40 || Hanya beralasan

100 12 1
                                    

__H a p p y R e a d i n g__

Dion segera menarik Awan menjauh dari ruang rawat agar mereka tidak menimbulkan keributan. Membiarkan Lisa duduk sendirian dengan rasa khawatir yang mulai menyelimuti hatinya.

"Aduh....gimana ini?" Lisa mengigit bibir bawahnya, tangan Lisa sibuk meremas-remas bajunya, bingung harus berbuat apa kalau sampai Awan tahu yang sebenarnya.

Tak lama Dion kembali, sendirian, Lisa langsung beranjak dari duduknya. "Loh Kak Awan mana?"

"Dia udah pergi?"

Lisa semakin bertanya-tanya. "Emang Kak Dion jelasin apa ke dia sampai mau pergi?" tanya Lisa penasaran.

"Gue bilang,"

Dion mendekatkan bibirnya ke telinga Lisa. Membisikan beberapa kalimat penjelasan.

"Kalau elo dulu pernah ngutang sama dia, makanya lo cemas kalau sampai dia inget sama lo dan utang-utang lo," bisik Dion membuat Lisa terkesiap.

"ASTAGA!" Lisa menampar bahu Dion gemas.

"Arkhhh...sakit!"

"Masa gitu jelasinnya?" 

"Ya mau gimana lagi udah kepepet, untung percaya,"

"Huffff..." Lisa sedikit merasa lega.

"Lo kok sampai segitunya ke dia?"

"Saya udah janji buat nggak deket-deket sama dia," jelas Lisa singkat.

"Kenapa nggak mencoba melanggar janji itu?" tanya Dion penasaran.

Dalam hatinya Lisa menjawab tidak semudah itu melanggar janji tanpa memikirkan akibatnya nanti. "Gue tau lo sayang sama dia," ucap Dion menatap lurus ke depan.

"Sayang, sayang itu nggak harus memiliki, saya menjauh karena rasa sayang saya,"

Mendengar jawaban Lisa, pemikiran Dion menjadi lebih terbuka. Tentang rasa cinta yang dia miliki untuk Lisa, mungkinkah akan berakhir seperti itu juga?

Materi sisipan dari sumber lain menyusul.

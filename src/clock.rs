//! Transport clock for attempt playback
//!
//! Runs the pure `BeatClock` state machine on a dedicated thread with a
//! ~16ms internal cadence and broadcasts tick events to all subscribers.
//! Observer notifications are throttled to ~20Hz, except on state-machine
//! edges (CountIn -> Playing above all), which bypass the throttle: downstream
//! consumers gate "accept input for scoring" on that transition.

use crossbeam_channel::{unbounded, Receiver, Sender};
use std::sync::atomic::{AtomicU64, AtomicU8, Ordering};
use std::sync::Arc;
use std::thread::{self, JoinHandle};
use std::time::Duration;

use etude_core::clock::{BeatClock, ClockState};

use crate::time::MonotonicEpoch;

/// Internal tick cadence
const TICK_INTERVAL: Duration = Duration::from_millis(16);

/// Minimum spacing of non-edge observer notifications (~20Hz)
const NOTIFY_INTERVAL_MS: f64 = 50.0;

/// A clock event broadcast to all subscribers
#[derive(Clone, Debug)]
pub struct ClockTick {
    /// Monotonically increasing event number
    pub seq: u64,
    /// Beat position; negative during the count-in
    pub beat: f64,
    pub state: ClockState,
    /// Timestamp of this tick on the shared epoch timeline
    pub now_ms: f64,
    /// True when this tick reports a state-machine edge; such ticks are
    /// delivered immediately, never throttled
    pub is_edge: bool,
}

/// Commands that can be sent to the clock thread
#[derive(Debug)]
enum TransportCommand {
    Start,
    Pause,
    Resume,
    Complete,
    Stop,
    AddSubscriber(Sender<ClockTick>),
    Shutdown,
}

/// Handle to the clock thread
pub struct TransportClock {
    command_tx: Sender<TransportCommand>,
    /// Current state encoded for lock-free reads
    state: Arc<AtomicU8>,
    /// Current beat as f64 bits
    beat_bits: Arc<AtomicU64>,
    thread: Option<JoinHandle<()>>,
}

impl TransportClock {
    /// Spawn the clock thread for one exercise tempo
    pub fn new(tempo_bpm: f64, count_in_beats: f64, epoch: MonotonicEpoch) -> Self {
        let (command_tx, command_rx) = unbounded();
        let state = Arc::new(AtomicU8::new(encode_state(ClockState::Idle)));
        let beat_bits = Arc::new(AtomicU64::new((-count_in_beats).to_bits()));

        let state_clone = state.clone();
        let beat_clone = beat_bits.clone();
        let thread = thread::spawn(move || {
            ClockThread::new(
                BeatClock::new(tempo_bpm, count_in_beats),
                epoch,
                command_rx,
                state_clone,
                beat_clone,
            )
            .run();
        });

        TransportClock {
            command_tx,
            state,
            beat_bits,
            thread: Some(thread),
        }
    }

    /// Create a new subscriber that will receive tick events
    pub fn subscribe(&self) -> Receiver<ClockTick> {
        let (tx, rx) = unbounded();
        let _ = self.command_tx.send(TransportCommand::AddSubscriber(tx));
        rx
    }

    /// Begin the count-in
    pub fn start(&self) {
        let _ = self.command_tx.send(TransportCommand::Start);
    }

    pub fn pause(&self) {
        let _ = self.command_tx.send(TransportCommand::Pause);
    }

    pub fn resume(&self) {
        let _ = self.command_tx.send(TransportCommand::Resume);
    }

    /// Declare the attempt complete (Playing -> Completed)
    pub fn complete(&self) {
        let _ = self.command_tx.send(TransportCommand::Complete);
    }

    /// Return to Idle, invalidating any pending completion
    pub fn stop(&self) {
        let _ = self.command_tx.send(TransportCommand::Stop);
    }

    /// Last published state (lock-free)
    pub fn state(&self) -> ClockState {
        decode_state(self.state.load(Ordering::Relaxed))
    }

    /// Last published beat position (lock-free)
    pub fn beat(&self) -> f64 {
        f64::from_bits(self.beat_bits.load(Ordering::Relaxed))
    }
}

impl Drop for TransportClock {
    fn drop(&mut self) {
        let _ = self.command_tx.send(TransportCommand::Shutdown);
        if let Some(thread) = self.thread.take() {
            let _ = thread.join();
        }
    }
}

fn encode_state(state: ClockState) -> u8 {
    match state {
        ClockState::Idle => 0,
        ClockState::CountIn => 1,
        ClockState::Playing => 2,
        ClockState::Paused => 3,
        ClockState::Completed => 4,
    }
}

fn decode_state(value: u8) -> ClockState {
    match value {
        1 => ClockState::CountIn,
        2 => ClockState::Playing,
        3 => ClockState::Paused,
        4 => ClockState::Completed,
        _ => ClockState::Idle,
    }
}

/// Internal clock thread
struct ClockThread {
    clock: BeatClock,
    epoch: MonotonicEpoch,
    command_rx: Receiver<TransportCommand>,
    subscribers: Vec<Sender<ClockTick>>,
    state_out: Arc<AtomicU8>,
    beat_out: Arc<AtomicU64>,
    seq: u64,
    last_notified_ms: f64,
    last_state: ClockState,
}

impl ClockThread {
    fn new(
        clock: BeatClock,
        epoch: MonotonicEpoch,
        command_rx: Receiver<TransportCommand>,
        state_out: Arc<AtomicU8>,
        beat_out: Arc<AtomicU64>,
    ) -> Self {
        Self {
            clock,
            epoch,
            command_rx,
            subscribers: Vec::new(),
            state_out,
            beat_out,
            seq: 0,
            last_notified_ms: f64::NEG_INFINITY,
            last_state: ClockState::Idle,
        }
    }

    fn run(&mut self) {
        loop {
            let ticking = matches!(
                self.clock.state(),
                ClockState::CountIn | ClockState::Playing
            );

            if ticking {
                // Drain pending commands without blocking the cadence
                loop {
                    match self.command_rx.try_recv() {
                        Ok(cmd) => {
                            if self.handle_command(cmd) {
                                return;
                            }
                        }
                        Err(_) => break,
                    }
                }

                let now = self.epoch.now_ms();
                let state = self.clock.tick(now);
                self.publish(now);

                let is_edge = state != self.last_state;
                if is_edge || now - self.last_notified_ms >= NOTIFY_INTERVAL_MS {
                    self.emit(now, is_edge);
                }
                self.last_state = state;

                thread::sleep(TICK_INTERVAL);
            } else {
                // Blocking wait for commands while Idle/Paused/Completed
                match self.command_rx.recv() {
                    Ok(cmd) => {
                        if self.handle_command(cmd) {
                            return;
                        }
                    }
                    Err(_) => return, // Channel closed
                }
            }
        }
    }

    /// Handle a command, returns true on shutdown
    fn handle_command(&mut self, cmd: TransportCommand) -> bool {
        let now = self.epoch.now_ms();
        let result = match cmd {
            TransportCommand::Start => self.clock.start(now),
            TransportCommand::Pause => self.clock.pause(now),
            TransportCommand::Resume => self.clock.resume(now),
            TransportCommand::Complete => self.clock.complete(now),
            TransportCommand::Stop => {
                self.clock.stop();
                Ok(())
            }
            TransportCommand::AddSubscriber(tx) => {
                self.subscribers.push(tx);
                return false;
            }
            TransportCommand::Shutdown => return true,
        };

        match result {
            Ok(()) => {
                // Every successful transition is an edge: report immediately
                self.publish(now);
                self.emit(now, true);
                self.last_state = self.clock.state();
            }
            Err(e) => eprintln!("transport clock: {}", e),
        }
        false
    }

    /// Update the lock-free mirrors
    fn publish(&self, now_ms: f64) {
        self.state_out
            .store(encode_state(self.clock.state()), Ordering::Relaxed);
        self.beat_out
            .store(self.clock.beat_at(now_ms).to_bits(), Ordering::Relaxed);
    }

    /// Broadcast to all subscribers, dropping disconnected ones
    fn emit(&mut self, now_ms: f64, is_edge: bool) {
        self.seq += 1;
        let tick = ClockTick {
            seq: self.seq,
            beat: self.clock.beat_at(now_ms),
            state: self.clock.state(),
            now_ms,
            is_edge,
        };
        self.subscribers.retain(|tx| tx.send(tick.clone()).is_ok());
        self.last_notified_ms = now_ms;
    }
}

Terdengar suara dentuman langkah kaki mendekat, jantung Lisa kembali terasa berhenti berdetak. Mata Lisa segera menoleh ke sumber suara, syukurlah itu hanya Vina.

"LISA!" panggil Vina yang menenteng rantang berisi makanan.

Lisa membalas lambaian tangan Vina dan tanpa sebab yang jelas Dion juga melambaikan tangannya mengikuti Lisa.

"Plis..jangan teriak," pinta Lisa saat mengetahui perubahan raut wajah Vina setelah melihat Dion.

Vina segera menutup mulutnya rapat-rapat, rasanya sekujur tubuhnya mulai bergetar hebat. Tangan Vina yang gemetaran menyerahkan rantang makanan itu pada Lisa.

"Da-dari nyokap gue," ucap Vina gelagapan.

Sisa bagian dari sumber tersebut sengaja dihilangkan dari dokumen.